However, much of the empirical literature finds that wage inflation does not predict price inflation.6 The cost-push scenario may be inoperative if productivity increases. When the productivity of workers increases, firms can reduce prices on each unit of output (all else equal). If wages rise at the same rate as productivity, firms “break even” and do not incur higher costs as production expands and wages rise.7 Moreover, the extent of price transmission depends on a variety of economic factors, such as the relative negotiating power of buyers and sellers, the elasticity of demand and supply, the extent of price competition among producers, the costs of different inputs to production, and the interplay between cyclical and structural fluctuations in the labor market. As noted by Fed Chairwoman Janet Yellen, it has been shown that, historically, slack in the labor market “has accounted for only a small portion of the fluctuations in inflation.”8 Moreover, the timing and extent of the impact of wage pressures on prices are difficult to pin down.9

However, the literature does provide support for the reverse proposition, namely, that price inflation can signal wage inflation.10 As already noted, this effect can occur under a demand-pull scenario in which unemployment declines lead to aggregate-demand and price-level increases, followed by increases in labor compensation costs. Here, the cost-push scenario is inoperative, even though unemployment declines tighten the labor market and generate upward pressure on labor compensation costs.

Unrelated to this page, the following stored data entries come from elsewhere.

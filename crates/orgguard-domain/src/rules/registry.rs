use super::settings::EnforceSettings;
use super::{PolicyRule, RuleInit};
use crate::model::ResolvedSetting;
use crate::policy::RuleConfig;
use orgguard_types::{RuleResolveError, RuleSkip, ids};
use std::collections::BTreeMap;

/// Builds a rule instance from its configuration.
pub type RuleFactory<E> = fn(RuleInit) -> Box<dyn PolicyRule<E>>;

/// Outcome of resolving a policy's rule configuration.
pub struct ResolvedRules<E> {
    pub enabled: Vec<Box<dyn PolicyRule<E>>>,
    pub skipped: Vec<RuleSkip>,
    pub resolve_errors: Vec<RuleResolveError>,
}

impl<E> Default for ResolvedRules<E> {
    fn default() -> Self {
        Self {
            enabled: Vec::new(),
            skipped: Vec::new(),
            resolve_errors: Vec::new(),
        }
    }
}

impl<E> ResolvedRules<E> {
    fn skip(&mut self, name: &str) {
        self.skipped.push(RuleSkip {
            name: name.to_string(),
            reason: ids::REASON_RULE_NOT_ENABLED.to_string(),
        });
    }

    fn unknown(&mut self, name: &str) {
        self.resolve_errors.push(RuleResolveError {
            name: name.to_string(),
            message: ids::REASON_RULE_NOT_REGISTERED.to_string(),
        });
    }
}

/// Turns configured rule names into executable rules.
///
/// Unknown names become resolve errors and disabled rules become skips; neither aborts
/// resolution of the remaining rules.
pub trait RuleResolver<E>: Send + Sync {
    fn resolve(&self, rules: &BTreeMap<String, RuleConfig>) -> ResolvedRules<E>;
}

/// Name-to-factory catalog for one entity type.
pub struct RuleRegistry<E> {
    factories: BTreeMap<String, RuleFactory<E>>,
}

impl<E> Default for RuleRegistry<E> {
    fn default() -> Self {
        Self {
            factories: BTreeMap::new(),
        }
    }
}

impl<E> RuleRegistry<E> {
    pub fn new() -> Self {
        Self::default()
    }

    pub fn register(&mut self, name: &str, factory: RuleFactory<E>) -> &mut Self {
        self.factories.insert(name.to_string(), factory);
        self
    }

    pub fn contains(&self, name: &str) -> bool {
        self.factories.contains_key(name)
    }

    pub fn rule_names(&self) -> impl Iterator<Item = &str> {
        self.factories.keys().map(String::as_str)
    }
}

impl<E> RuleResolver<E> for RuleRegistry<E> {
    fn resolve(&self, rules: &BTreeMap<String, RuleConfig>) -> ResolvedRules<E> {
        let mut out = ResolvedRules::default();
        for (name, rule_config) in rules {
            let Some(factory) = self.factories.get(name) else {
                out.unknown(name);
                continue;
            };
            if !rule_config.enabled {
                out.skip(name);
                continue;
            }
            out.enabled.push(factory(RuleInit {
                display_name: name.clone(),
                config: rule_config.clone(),
            }));
        }
        out
    }
}

/// Registry for org settings: `Enforce<Name>Settings` resolves to the generic settings rule
/// bound to setting `<Name>`.
#[derive(Clone, Copy, Debug, Default)]
pub struct SettingsRuleRegistry;

impl RuleResolver<ResolvedSetting> for SettingsRuleRegistry {
    fn resolve(&self, rules: &BTreeMap<String, RuleConfig>) -> ResolvedRules<ResolvedSetting> {
        let mut out = ResolvedRules::default();
        for (name, rule_config) in rules {
            let Some(setting) = setting_name_from_rule(name) else {
                out.unknown(name);
                continue;
            };
            if !rule_config.enabled {
                out.skip(name);
                continue;
            }
            let init = RuleInit {
                display_name: name.clone(),
                config: rule_config.clone(),
            };
            out.enabled
                .push(Box::new(EnforceSettings::new(init, setting.to_string())));
        }
        out
    }
}

/// Extract `<Name>` from a rule called `Enforce<Name>Settings`.
pub fn setting_name_from_rule(rule_name: &str) -> Option<&str> {
    let name = rule_name
        .strip_prefix(ids::SETTINGS_RULE_PREFIX)?
        .strip_suffix(ids::SETTINGS_RULE_SUFFIX)?;
    if name.is_empty() || !name.chars().all(|c| c.is_ascii_alphanumeric()) {
        return None;
    }
    Some(name)
}
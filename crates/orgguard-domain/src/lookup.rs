//! Secondary org lookups available to rules while they run.

use crate::model::ResolvedSetting;
use async_trait::async_trait;
use std::collections::BTreeMap;
use thiserror::Error;

#[derive(Debug, Error)]
#[error("org lookup failed for {target}: {message}")]
pub struct LookupError {
    pub target: String,
    pub message: String,
}

/// Read-only access to org-wide facts that are not part of a policy's own entities.
#[async_trait]
pub trait OrgLookup: Send + Sync {
    /// Fetch an org setting by name. `Ok(None)` means the setting does not exist.
    async fn setting(&self, name: &str) -> Result<Option<ResolvedSetting>, LookupError>;
}

/// Lookup for runs without org access: every setting is absent.
#[derive(Clone, Copy, Debug, Default)]
pub struct NoOrgLookup;

#[async_trait]
impl OrgLookup for NoOrgLookup {
    async fn setting(&self, _name: &str) -> Result<Option<ResolvedSetting>, LookupError> {
        Ok(None)
    }
}

/// Lookup backed by settings resolved ahead of time.
#[derive(Clone, Debug, Default)]
pub struct StaticOrgLookup {
    settings: BTreeMap<String, ResolvedSetting>,
}

impl StaticOrgLookup {
    pub fn new(settings: BTreeMap<String, ResolvedSetting>) -> Self {
        Self { settings }
    }

    pub fn with_setting(mut self, setting: ResolvedSetting) -> Self {
        self.settings.insert(setting.name.clone(), setting);
        self
    }
}

#[async_trait]
impl OrgLookup for StaticOrgLookup {
    async fn setting(&self, name: &str) -> Result<Option<ResolvedSetting>, LookupError> {
        Ok(self.settings.get(name).cloned())
    }
}
use super::{PartialRuleResult, PolicyRule, RuleContext, RuleError, RuleInit};
use crate::model::ResolvedConnectedApp;
use async_trait::async_trait;
use orgguard_types::ids;
use tracing::warn;

/// Apps that are used through OAuth tokens must be installed in the org.
pub struct AllUsedAppsUnderManagement {
    name: String,
}

impl AllUsedAppsUnderManagement {
    pub fn new(init: RuleInit) -> Self {
        Self {
            name: init.display_name,
        }
    }

    pub fn boxed(init: RuleInit) -> Box<dyn PolicyRule<ResolvedConnectedApp>> {
        Box::new(Self::new(init))
    }
}

#[async_trait]
impl PolicyRule<ResolvedConnectedApp> for AllUsedAppsUnderManagement {
    fn name(&self) -> &str {
        &self.name
    }

    async fn run(
        &self,
        ctx: &RuleContext<'_, ResolvedConnectedApp>,
    ) -> Result<PartialRuleResult, RuleError> {
        let mut out = PartialRuleResult::new(&self.name);
        for (id, app) in ctx.entities {
            if app.used_by_token && !app.installed {
                out.violation(
                    [id.as_str()],
                    "Connected app is used by OAuth tokens but is not installed in the org.",
                );
            }
        }
        Ok(out)
    }
}

/// Users must not be able to authorize connected apps by themselves.
///
/// When the org enforces admin-approved apps only, offending apps are reported as warnings.
pub struct NoUserCanSelfAuthorize {
    name: String,
}

impl NoUserCanSelfAuthorize {
    pub fn new(init: RuleInit) -> Self {
        Self {
            name: init.display_name,
        }
    }

    pub fn boxed(init: RuleInit) -> Box<dyn PolicyRule<ResolvedConnectedApp>> {
        Box::new(Self::new(init))
    }
}

#[async_trait]
impl PolicyRule<ResolvedConnectedApp> for NoUserCanSelfAuthorize {
    fn name(&self) -> &str {
        &self.name
    }

    async fn run(
        &self,
        ctx: &RuleContext<'_, ResolvedConnectedApp>,
    ) -> Result<PartialRuleResult, RuleError> {
        let mut out = PartialRuleResult::new(&self.name);

        let org_override = match ctx.org.setting(ids::ORG_SETTING_CONNECTED_APP).await {
            Ok(setting) => setting
                .map(|s| s.flag(ids::ORG_FIELD_ADMIN_APPROVED_APPS_ONLY))
                .unwrap_or(false),
            Err(err) => {
                warn!(rule = %self.name, error = %err, "org setting lookup failed");
                out.error(
                    [ids::ORG_SETTING_CONNECTED_APP],
                    format!("Could not read org setting: {err}"),
                );
                false
            }
        };

        for (id, app) in ctx.entities {
            if app.admin_pre_approved {
                continue;
            }
            if org_override {
                out.warning(
                    [id.as_str()],
                    "Users can self-authorize this app; the org allows admin-approved apps only.",
                );
            } else {
                out.violation([id.as_str()], "Users can self-authorize this connected app.");
            }
        }

        Ok(out)
    }
}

Despite these findings and notwithstanding recent declines in labor market slack, inflation concerns continue to be expressed. Are they warranted? To address this question, this article tests the propositions (1) that wage inflation precedes price inflation and (2) that price inflation precedes wage inflation. A VECM is developed to test if one of these propositions holds, or if both hold (in which case no definitive conclusion can be drawn). The model uses ECI, PPI, USMP, and CPI data for the period from the first quarter of 2001 to the fourth quarter of 2015. Tests on the core series (i.e., indexes that include all items less food and energy) provide some support for the demand-pull hypothesis, whereas tests on the all-items series are inconclusive. The next section provides an overview of the U.S. Bureau of Labor Statistics (BLS) price-index programs and the data used in this article. The section on methodology and results follows.

Data

The Consumer Price Index (CPI), the Producer Price Index (PPI), the U.S. Import Price Index (USMP), and the Employment Cost Index (ECI)—all published regularly by BLS—are designated as Principal Federal Economic Indicators by the Office of Management and Budget. All four measures provide information on price change and are used as a guide in detecting and responding to inflationary pressures in the economy and for such purposes as deflating economic series and adjusting price agreements. Their users include the U.S. President, Congress, the Fed, academics, private citizens, and decisionmakers in business, government, and labor. 

Although each index measures price change, it does so from a different perspective. The CPI measures the average change over time in the prices paid by urban consumers for a market basket of goods and services. The CPI is thus a measure of price change from the perspective of an urban consumer. The PPI measures the average change over time in the selling prices received by producers of goods and services.11 The PPI is thus a measure of price change from the perspective of the producer. The ECI measures “the change in the cost of labor, independent of the influence of employment shifts among occupations and industry categories.”12 The ECI is thus “an indicator of cost pressures within companies that could lead to price inflation for finished goods and services.”13 The USMP measures the average change over time in imported goods; it is thus a measure of price change from the perspective of either consumers or producers who purchase imported goods.14

By adopting a different measurement perspective, each index captures price change at a different stage in the value chain encompassing the production and sale of goods and services. The ECI picks up changes in compensation paid to employees. The USMP picks up changes either (1) in the prices of imported final goods purchased by consumers or businesses or (2) in the prices of imported goods purchased by firms as inputs to production. The PPI picks up changes in the prices received by producers of goods and services, which include inputs used at different stages of production and final goods purchased by final-demand consumers (including government and business).15 Finally, the CPI picks up changes in the prices paid by urban consumers. Because of their unique characteristics, the four broad measures of price change allow for the development of economic models for examining price transmission across different stages of the value chain.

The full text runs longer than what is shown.